• [What you should do]: From the listing below, work out the number of lines containing "contains" and give that number without comment.

◇ ◇ ◇ ◇

fn is_word(c: char) -> bool {
    c.is_alphanumeric() || c == '_'
}

fn at_boundary(chars: &[char], i: usize) -> bool {
    let before = i > 0 && is_word(chars[i - 1]);
    let after = i < chars.len() && is_word(chars[i]);
    before != after
}

/// Drop an immediately repeated token: `n n` → `n`, `2 2,` → `2,`.
///
/// Single left-to-right pass, no rescanning of the output, so `a a a` becomes
/// `a a`. The repeated run starts at a word boundary and extends to the end of
/// its whitespace-delimited token; the copy must be followed by a word
/// boundary.
pub fn collapse_repeated_words(text: &str) -> String {
    let chars: Vec<char> = text.chars().collect();
    let n = chars.len();
    let mut out = String::with_capacity(text.len());
    let mut copied = 0;
    let mut i = 0;

    while i < n {
        if chars[i].is_whitespace() || !at_boundary(&chars, i) {
            i += 1;
            continue;
        }
        let mut end = i;
        while end < n && !chars[end].is_whitespace() {
            end += 1;
        }
        let mut next = end;
        while next < n && chars[next].is_whitespace() {
            next += 1;
        }
        let len = end - i;
        let repeated = next > end
            && next + len <= n
            && chars[i..end] == chars[next..next + len]
            && at_boundary(&chars, next + len);
        if repeated {
            out.extend(&chars[copied..end]);
            copied = next + len;
            i = copied;
        } else {
            i += 1;
        }
    }
    out.extend(&chars[copied..]);
    out
}

/// Collapse whitespace runs to one space and trim.
pub fn normalize_ws(s: &str) -> String {
    s.split_whitespace().collect::<Vec<_>>().join(" ")
}
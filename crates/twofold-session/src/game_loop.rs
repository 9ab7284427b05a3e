//! Game loop thread: owns one `Session` and serializes every command into it.
//!
//! The session is moved into the thread, so no other code can touch its
//! engine. Commands arrive via `mpsc` channel. Each processed command
//! publishes a snapshot on the snapshot channel and in shared state for
//! synchronous polling.

use std::io;
use std::sync::mpsc;
use std::sync::{Arc, Mutex};
use std::thread::JoinHandle;

use log::debug;

use twofold_core::commands::PlayerCommand;
use twofold_core::state::GameStateSnapshot;

use crate::session::Session;

/// Commands sent to the game loop thread.
#[derive(Debug)]
pub enum GameLoopCommand {
    /// A player command to forward to the session.
    Player(PlayerCommand),
    /// Shut down the game loop thread gracefully.
    Shutdown,
}

/// Caller side of a running game loop.
pub struct GameLoopHandle {
    command_tx: mpsc::Sender<GameLoopCommand>,
    snapshot_rx: mpsc::Receiver<GameStateSnapshot>,
    latest_snapshot: Arc<Mutex<Option<GameStateSnapshot>>>,
    thread: Option<JoinHandle<()>>,
}

impl GameLoopHandle {
    /// Forward a player command to the loop.
    pub fn send(&self, command: PlayerCommand) -> Result<(), mpsc::SendError<GameLoopCommand>> {
        self.command_tx.send(GameLoopCommand::Player(command))
    }

    /// Block until the next snapshot. `None` once the loop has exited.
    pub fn next_snapshot(&self) -> Option<GameStateSnapshot> {
        self.snapshot_rx.recv().ok()
    }

    /// Latest published snapshot, without waiting.
    pub fn latest_snapshot(&self) -> Option<GameStateSnapshot> {
        self.latest_snapshot
            .lock()
            .ok()
            .and_then(|lock| lock.clone())
    }

    /// Stop the loop and wait for the thread to exit.
    pub fn shutdown(mut self) {
        self.stop();
    }

    fn stop(&mut self) {
        let _ = self.command_tx.send(GameLoopCommand::Shutdown);
        if let Some(thread) = self.thread.take() {
            let _ = thread.join();
        }
    }
}

impl Drop for GameLoopHandle {
    fn drop(&mut self) {
        self.stop();
    }
}

/// Spawns the game loop in a new thread, taking ownership of `session`.
///
/// The session's current state is published as the first snapshot.
pub fn spawn_game_loop(session: Session) -> io::Result<GameLoopHandle> {
    let (command_tx, command_rx) = mpsc::channel::<GameLoopCommand>();
    let (snapshot_tx, snapshot_rx) = mpsc::channel::<GameStateSnapshot>();
    let latest_snapshot = Arc::new(Mutex::new(None));

    let shared = Arc::clone(&latest_snapshot);
    let thread = std::thread::Builder::new()
        .name("twofold-game-loop".into())
        .spawn(move || {
            run_game_loop(session, command_rx, snapshot_tx, &shared);
        })?;

    Ok(GameLoopHandle {
        command_tx,
        snapshot_rx,
        latest_snapshot,
        thread: Some(thread),
    })
}

/// The game loop. Runs until Shutdown command or channel disconnect.
fn run_game_loop(
    mut session: Session,
    command_rx: mpsc::Receiver<GameLoopCommand>,
    snapshot_tx: mpsc::Sender<GameStateSnapshot>,
    latest_snapshot: &Mutex<Option<GameStateSnapshot>>,
) {
    publish(session.snapshot(), &snapshot_tx, latest_snapshot);

    while let Ok(command) = command_rx.recv() {
        match command {
            GameLoopCommand::Player(cmd) => {
                debug!("processing {cmd:?}");
                let snapshot = session.apply(cmd);
                publish(snapshot, &snapshot_tx, latest_snapshot);
            }
            GameLoopCommand::Shutdown => break,
        }
    }
}

fn publish(
    snapshot: GameStateSnapshot,
    snapshot_tx: &mpsc::Sender<GameStateSnapshot>,
    latest_snapshot: &Mutex<Option<GameStateSnapshot>>,
) {
    if let Ok(mut lock) = latest_snapshot.lock() {
        *lock = Some(snapshot.clone());
    }
    // The caller may have stopped listening; polling still works.
    let _ = snapshot_tx.send(snapshot);
}
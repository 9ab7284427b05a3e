//! Player commands sent from the front-end to a game session.

use serde::{Deserialize, Serialize};

use crate::enums::Direction;

/// All possible player actions.
#[derive(Debug, Clone, Copy, PartialEq, Eq, Serialize, Deserialize)]
#[serde(tag = "type")]
pub enum PlayerCommand {
    /// Slide every tile toward one edge of the board.
    Slide { direction: Direction },
    /// Start the next round. Keeps the best score and advances the round counter.
    NewGame,
    /// Wipe everything: board, score, best score and round counter.
    ResetGame,
    /// The player is leaving. Counts the current round as played.
    Quit,
}
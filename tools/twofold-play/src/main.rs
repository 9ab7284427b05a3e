//! twofold-play: headless TWOFOLD driver.
//!
//! Plays seeded games through the game loop with a simple move policy and
//! prints one summary line per game.
//!
//! Usage:
//!   twofold-play --seed 7 --games 10 --policy random
//!   twofold-play --rows 5 --cols 5 --save scores/2048.json --json

use std::path::PathBuf;

use anyhow::{anyhow, Context, Result};
use clap::{Parser, ValueEnum};
use log::info;
use rand::seq::SliceRandom;
use rand::SeedableRng;
use rand_chacha::ChaCha8Rng;

use twofold_core::commands::PlayerCommand;
use twofold_core::constants::{DEFAULT_COLS, DEFAULT_ROWS, DEFAULT_SEED};
use twofold_core::enums::{Direction, GamePhase};
use twofold_core::state::GameStateSnapshot;
use twofold_engine::{EngineConfig, Grid};
use twofold_session::game_loop::{spawn_game_loop, GameLoopHandle};
use twofold_session::{Session, SessionConfig};

/// Direction preference for the cycling policy.
const CYCLE: [Direction; 4] = [
    Direction::Up,
    Direction::Left,
    Direction::Down,
    Direction::Right,
];

#[derive(Parser, Debug)]
#[command(name = "twofold-play", about = "Headless TWOFOLD games with a simple move policy")]
struct Args {
    /// RNG seed for tile spawns
    #[arg(long, default_value_t = DEFAULT_SEED)]
    seed: u64,
    #[arg(long, default_value_t = DEFAULT_ROWS)]
    rows: usize,
    #[arg(long, default_value_t = DEFAULT_COLS)]
    cols: usize,
    /// Number of rounds to play
    #[arg(long, default_value_t = 1)]
    games: u32,
    /// Per-game: stop after this many accepted moves
    #[arg(long, default_value_t = 100_000)]
    max_moves: u32,
    #[arg(long, value_enum, default_value_t = Policy::Cycle)]
    policy: Policy,
    /// Score file holding best score and rounds played
    #[arg(long)]
    save: Option<PathBuf>,
    /// Print each final board as JSON instead of a summary line
    #[arg(long)]
    json: bool,
}

#[derive(Clone, Copy, Debug, PartialEq, Eq, ValueEnum)]
enum Policy {
    /// Up, Left, Down, Right in turn, skipping directions that cannot move
    Cycle,
    /// Uniform over directions that can move
    Random,
}

fn main() -> Result<()> {
    env_logger::Builder::from_env(env_logger::Env::default().default_filter_or("info"))
        .format_timestamp(None)
        .init();

    let args = Args::parse();
    let config = SessionConfig {
        engine: EngineConfig {
            seed: args.seed,
            rows: args.rows,
            cols: args.cols,
        },
        save_path: args.save.clone(),
    };
    let session = Session::new(config).context("failed to start session")?;
    let handle = spawn_game_loop(session).context("failed to spawn game loop")?;
    let mut snapshot = next(&handle)?;

    // The policy RNG is kept apart from the spawn RNG so both policies see
    // the same spawn stream for a given seed.
    let mut policy_rng = ChaCha8Rng::seed_from_u64(args.seed.wrapping_add(1));

    for game in 1..=args.games {
        if game > 1 {
            snapshot = command(&handle, PlayerCommand::NewGame)?;
        }
        let mut moves = 0u32;
        while snapshot.phase != GamePhase::GameOver && moves < args.max_moves {
            let legal = legal_moves(&snapshot)?;
            let Some(direction) = choose(args.policy, &legal, moves, &mut policy_rng) else {
                break;
            };
            snapshot = command(&handle, PlayerCommand::Slide { direction })?;
            moves += 1;
        }
        report(game, moves, &snapshot, args.json)?;
    }

    let last = command(&handle, PlayerCommand::Quit)?;
    info!(
        "best score {} after {} rounds",
        last.score.best, last.score.played_round
    );
    handle.shutdown();
    Ok(())
}

fn next(handle: &GameLoopHandle) -> Result<GameStateSnapshot> {
    handle
        .next_snapshot()
        .ok_or_else(|| anyhow!("game loop exited unexpectedly"))
}

fn command(handle: &GameLoopHandle, cmd: PlayerCommand) -> Result<GameStateSnapshot> {
    handle
        .send(cmd)
        .map_err(|_| anyhow!("game loop stopped before {cmd:?}"))?;
    next(handle)
}

/// Directions that would change the board in `snapshot`.
fn legal_moves(snapshot: &GameStateSnapshot) -> Result<Vec<Direction>> {
    let grid = Grid::from_rows(&snapshot.grid).context("snapshot holds an invalid board")?;
    Ok(Direction::ALL
        .into_iter()
        .filter(|&d| grid.clone().resolve(d).moved)
        .collect())
}

fn choose(
    policy: Policy,
    legal: &[Direction],
    moves: u32,
    rng: &mut ChaCha8Rng,
) -> Option<Direction> {
    match policy {
        Policy::Cycle => {
            let start = moves as usize % CYCLE.len();
            (0..CYCLE.len())
                .map(|i| CYCLE[(start + i) % CYCLE.len()])
                .find(|d| legal.contains(d))
        }
        Policy::Random => legal.choose(rng).copied(),
    }
}

fn report(game: u32, moves: u32, snapshot: &GameStateSnapshot, json: bool) -> Result<()> {
    if json {
        println!("{}", serde_json::to_string_pretty(snapshot)?);
    } else {
        let status = if snapshot.phase == GamePhase::GameOver {
            "stuck"
        } else {
            "stopped"
        };
        println!(
            "game {game}: score {} (best {}), max tile {}, {moves} moves, {status}",
            snapshot.score.score,
            snapshot.score.best,
            snapshot.max_tile(),
        );
    }
    Ok(())
}
//! A game session: one engine, its score book and the game phase.
//!
//! `Session` processes `PlayerCommand`s and produces `GameStateSnapshot`s.
//! It is the caller the grid engine expects: it spawns a tile only after a
//! slide that moved something, tracks the best score and rounds played, and
//! flags the stuck board.

use std::path::PathBuf;

use log::{debug, info, warn};

use twofold_core::commands::PlayerCommand;
use twofold_core::enums::{Direction, GamePhase};
use twofold_core::error::EngineError;
use twofold_core::events::GameEvent;
use twofold_core::state::GameStateSnapshot;
use twofold_engine::{EngineConfig, GridEngine};

use crate::persistence::PersistenceError;
use crate::score_book::ScoreBook;

#[derive(thiserror::Error, Debug)]
pub enum SessionError {
    #[error(transparent)]
    Engine(#[from] EngineError),
    #[error(transparent)]
    Persistence(#[from] PersistenceError),
}

/// Configuration for a new session.
#[derive(Debug, Clone, Default)]
pub struct SessionConfig {
    pub engine: EngineConfig,
    /// Score file. `None` keeps best score and rounds in memory only.
    pub save_path: Option<PathBuf>,
}

pub struct Session {
    engine: GridEngine,
    book: ScoreBook,
    phase: GamePhase,
    events: Vec<GameEvent>,
}

impl Session {
    /// Open the score book, build the engine and deal the starting tiles.
    /// The session starts in `GamePhase::Ready`.
    pub fn new(config: SessionConfig) -> Result<Self, SessionError> {
        let book = ScoreBook::open(config.save_path)?;
        let engine = GridEngine::new(config.engine)?;
        let mut session = Self {
            engine,
            book,
            phase: GamePhase::Ready,
            events: Vec::new(),
        };
        session.deal()?;
        Ok(session)
    }

    /// Process one command and return the resulting snapshot.
    pub fn apply(&mut self, command: PlayerCommand) -> GameStateSnapshot {
        match command {
            PlayerCommand::Slide { direction } => self.slide(direction),
            PlayerCommand::NewGame => {
                persist_or_warn(self.book.start_new_game());
                self.restart();
            }
            PlayerCommand::ResetGame => {
                persist_or_warn(self.book.reset_all());
                self.restart();
            }
            PlayerCommand::Quit => self.finish(),
        }
        self.snapshot()
    }

    /// Count the current round as played. Call when the player leaves.
    pub fn finish(&mut self) {
        persist_or_warn(self.book.record_round_played());
    }

    /// Current state, draining events produced since the last snapshot.
    pub fn snapshot(&mut self) -> GameStateSnapshot {
        let grid = self.engine.snapshot_grid();
        GameStateSnapshot {
            phase: self.phase,
            rows: grid.rows(),
            cols: grid.cols(),
            grid: grid.to_rows(),
            score: self.book.view(),
            terminal: self.engine.is_terminal(),
            events: std::mem::take(&mut self.events),
        }
    }

    pub fn phase(&self) -> GamePhase {
        self.phase
    }

    pub fn engine(&self) -> &GridEngine {
        &self.engine
    }

    pub fn score_book(&self) -> &ScoreBook {
        &self.book
    }

    /// Install an explicit board, e.g. to replay a position.
    pub fn load_grid(&mut self, rows: &[Vec<u32>]) -> Result<(), SessionError> {
        self.engine.load_grid(rows)?;
        self.phase = if self.engine.is_terminal() {
            GamePhase::GameOver
        } else {
            GamePhase::Playing
        };
        Ok(())
    }

    fn slide(&mut self, direction: Direction) {
        if self.phase == GamePhase::GameOver {
            debug!("ignoring {direction}: game over");
            return;
        }

        let outcome = self.engine.resolve_move(direction);
        if !outcome.moved {
            return;
        }
        self.phase = GamePhase::Playing;
        self.events.push(GameEvent::Slid {
            direction,
            score_delta: outcome.score_delta,
        });

        self.book.set_score(self.engine.current_score());
        match self.book.check_highscore() {
            Ok(true) => self.events.push(GameEvent::NewBestScore {
                score: self.book.best(),
            }),
            Ok(false) => {}
            Err(e) => warn!("failed to save score record: {e}"),
        }

        match self.engine.spawn_tile(false) {
            Ok(tile) => self.events.push(GameEvent::TileSpawned {
                row: tile.row,
                col: tile.col,
                value: tile.value,
            }),
            // A board that just moved always has a free cell.
            Err(e) => warn!("spawn after {direction} failed: {e}"),
        }

        if self.engine.is_terminal() {
            self.phase = GamePhase::GameOver;
            info!("game over with score {}", self.book.score());
            self.events.push(GameEvent::GameOver {
                score: self.book.score(),
            });
        }
    }

    fn restart(&mut self) {
        if let Err(e) = self.deal() {
            warn!("failed to deal a new board: {e}");
        }
        self.phase = GamePhase::Playing;
    }

    /// Fresh board with the starting tiles.
    fn deal(&mut self) -> Result<(), EngineError> {
        let dealt = self.engine.reset()?;
        self.book.set_score(0);
        info!("round {} dealt", self.book.played_round());
        self.events.push(GameEvent::RoundStarted {
            played_round: self.book.played_round(),
        });
        self.events
            .extend(dealt.into_iter().map(|tile| GameEvent::TileSpawned {
                row: tile.row,
                col: tile.col,
                value: tile.value,
            }));
        Ok(())
    }
}

fn persist_or_warn(result: Result<(), PersistenceError>) {
    if let Err(e) = result {
        warn!("failed to save score record: {e}");
    }
}

#[cfg(test)]
mod tests {
    use super::*;
    use std::fs;

    use crate::persistence;
    use twofold_core::state::ScoreView;

    fn session() -> Session {
        Session::new(SessionConfig::default()).unwrap()
    }

    fn slide(direction: Direction) -> PlayerCommand {
        PlayerCommand::Slide { direction }
    }

    #[test]
    fn new_session_is_ready_with_two_tiles() {
        let mut s = session();
        assert_eq!(s.phase(), GamePhase::Ready);
        let snap = s.snapshot();
        assert_eq!((snap.rows, snap.cols), (4, 4));
        let tiles: Vec<u32> = snap.grid.iter().flatten().copied().filter(|&v| v != 0).collect();
        assert_eq!(tiles, vec![2, 2]);
        assert!(matches!(
            snap.events[0],
            GameEvent::RoundStarted { played_round: 0 }
        ));
        assert_eq!(snap.events.len(), 3);

        // Events are drained.
        assert!(s.snapshot().events.is_empty());
    }

    #[test]
    fn slide_spawns_and_scores() {
        let mut s = session();
        s.load_grid(&[
            vec![2, 2, 0, 0],
            vec![0, 0, 0, 0],
            vec![0, 0, 0, 0],
            vec![0, 0, 0, 0],
        ])
        .unwrap();
        s.snapshot();

        let snap = s.apply(slide(Direction::Left));
        assert_eq!(snap.phase, GamePhase::Playing);
        assert_eq!(snap.grid[0][0], 4);
        assert_eq!(snap.score.score, 4);
        assert_eq!(snap.score.best, 4);
        let tiles = snap.grid.iter().flatten().filter(|&&v| v != 0).count();
        assert_eq!(tiles, 2, "merged tile plus one spawn");
        assert!(snap.events.contains(&GameEvent::Slid {
            direction: Direction::Left,
            score_delta: 4
        }));
        assert!(snap.events.contains(&GameEvent::NewBestScore { score: 4 }));
        assert!(snap
            .events
            .iter()
            .any(|e| matches!(e, GameEvent::TileSpawned { .. })));
    }

    #[test]
    fn noop_slide_does_not_spawn() {
        let mut s = session();
        s.load_grid(&[vec![2, 4], vec![0, 0]]).unwrap();
        let snap = s.apply(slide(Direction::Up));
        assert_eq!(snap.grid, vec![vec![2, 4], vec![0, 0]]);
        assert!(snap.events.is_empty());
    }

    #[test]
    fn slide_into_stuck_board_ends_game() {
        let mut s = session();
        s.load_grid(&[
            vec![0, 2, 4, 8],
            vec![4, 2, 4, 16],
            vec![2, 4, 2, 4],
            vec![4, 2, 4, 2],
        ])
        .unwrap();
        assert_eq!(s.phase(), GamePhase::Playing);
        let snap = s.apply(slide(Direction::Left));
        // Row 0 becomes [2, 4, 8, x]; the spawned x is 2 or 4 and sits
        // between an 8 and a 16, so nothing can merge.
        assert_eq!(&snap.grid[0][..3], &[2, 4, 8]);
        assert!(snap.terminal);
        assert_eq!(snap.phase, GamePhase::GameOver);
        assert!(snap.events.contains(&GameEvent::GameOver { score: 0 }));

        // Slides are ignored once the game is over.
        let after = s.apply(slide(Direction::Right));
        assert_eq!(after.grid, snap.grid);
        assert!(after.events.is_empty());
    }

    #[test]
    fn new_game_advances_round_and_keeps_best() {
        let mut s = session();
        s.load_grid(&[vec![8, 8, 0, 0]]).unwrap();
        s.apply(slide(Direction::Left));
        assert_eq!(s.score_book().best(), 16);

        let snap = s.apply(PlayerCommand::NewGame);
        assert_eq!(snap.phase, GamePhase::Playing);
        assert_eq!(snap.score.score, 0);
        assert_eq!(snap.score.best, 16);
        assert_eq!(snap.score.played_round, 1);
        assert_eq!((snap.rows, snap.cols), (1, 4));
        assert!(snap
            .events
            .contains(&GameEvent::RoundStarted { played_round: 1 }));
    }

    #[test]
    fn reset_wipes_everything() {
        let mut s = session();
        s.load_grid(&[vec![8, 8, 0, 0]]).unwrap();
        s.apply(slide(Direction::Left));
        s.apply(PlayerCommand::NewGame);

        let snap = s.apply(PlayerCommand::ResetGame);
        assert_eq!(snap.score, ScoreView::default());
        let tiles = snap.grid.iter().flatten().filter(|&&v| v != 0).count();
        assert_eq!(tiles, 2);
    }

    #[test]
    fn quit_counts_the_round() {
        let mut s = session();
        let snap = s.apply(PlayerCommand::Quit);
        assert_eq!(snap.score.played_round, 1);
    }

    #[test]
    fn session_persists_between_runs() {
        let dir = std::env::temp_dir().join("twofold_test_session_persist");
        let _ = fs::remove_dir_all(&dir);
        let config = SessionConfig {
            save_path: Some(persistence::score_path(&dir)),
            ..Default::default()
        };

        {
            let mut s = Session::new(config.clone()).unwrap();
            s.load_grid(&[vec![32, 32, 0, 0]]).unwrap();
            s.apply(slide(Direction::Left));
            s.apply(PlayerCommand::Quit);
        }

        let s = Session::new(config).unwrap();
        assert_eq!(s.score_book().best(), 64);
        assert_eq!(s.score_book().played_round(), 1);

        let _ = fs::remove_dir_all(&dir);
    }

    #[test]
    fn same_seed_same_session() {
        let config = SessionConfig {
            engine: EngineConfig {
                seed: 99,
                ..Default::default()
            },
            ..Default::default()
        };
        let mut a = Session::new(config.clone()).unwrap();
        let mut b = Session::new(config).unwrap();
        for dir in Direction::ALL.iter().cycle().take(40) {
            assert_eq!(a.apply(slide(*dir)), b.apply(slide(*dir)));
        }
    }

    #[test]
    fn invalid_dimensions_fail_to_start() {
        let config = SessionConfig {
            engine: EngineConfig {
                rows: 0,
                ..Default::default()
            },
            ..Default::default()
        };
        assert!(matches!(
            Session::new(config),
            Err(SessionError::Engine(EngineError::InvalidDimensions { .. }))
        ));
    }
}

◇ ◇ ◇ ◇

• [Output of the task]: 5